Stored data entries
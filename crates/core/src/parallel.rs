#[cfg(not(target_arch = "wasm32"))]
use rayon::prelude::*;

#[cfg(not(target_arch = "wasm32"))]
const PARALLEL_THRESHOLD: usize = 1024;

/// Maps `f` over `0..len` in order, in parallel for large buffers. Only used for
/// per-element conversion; no transport calls happen in here.
pub fn map_indexed<U, F>(len: usize, f: F) -> Vec<U>
where
    U: Send,
    F: Fn(usize) -> U + Sync + Send,
{
    #[cfg(not(target_arch = "wasm32"))]
    {
        if len >= PARALLEL_THRESHOLD {
            return (0..len).into_par_iter().map(&f).collect();
        }
    }

    (0..len).map(f).collect()
}

pub fn map_slice<T, U, F>(slice: &[T], f: F) -> Vec<U>
where
    T: Sync,
    U: Send,
    F: Fn(&T) -> U + Sync + Send,
{
    #[cfg(not(target_arch = "wasm32"))]
    {
        if slice.len() >= PARALLEL_THRESHOLD {
            return slice.par_iter().map(&f).collect();
        }
    }

    slice.iter().map(f).collect()
}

[WORK TO COMPLETE]
Among the records above, find each line holding "slice" and list it.

[SOLUTION]
pub fn map_slice<T, U, F>(slice: &[T], f: F) -> Vec<U>
        if slice.len() >= PARALLEL_THRESHOLD {
            return slice.par_iter().map(&f).collect();
    slice.iter().map(f).collect()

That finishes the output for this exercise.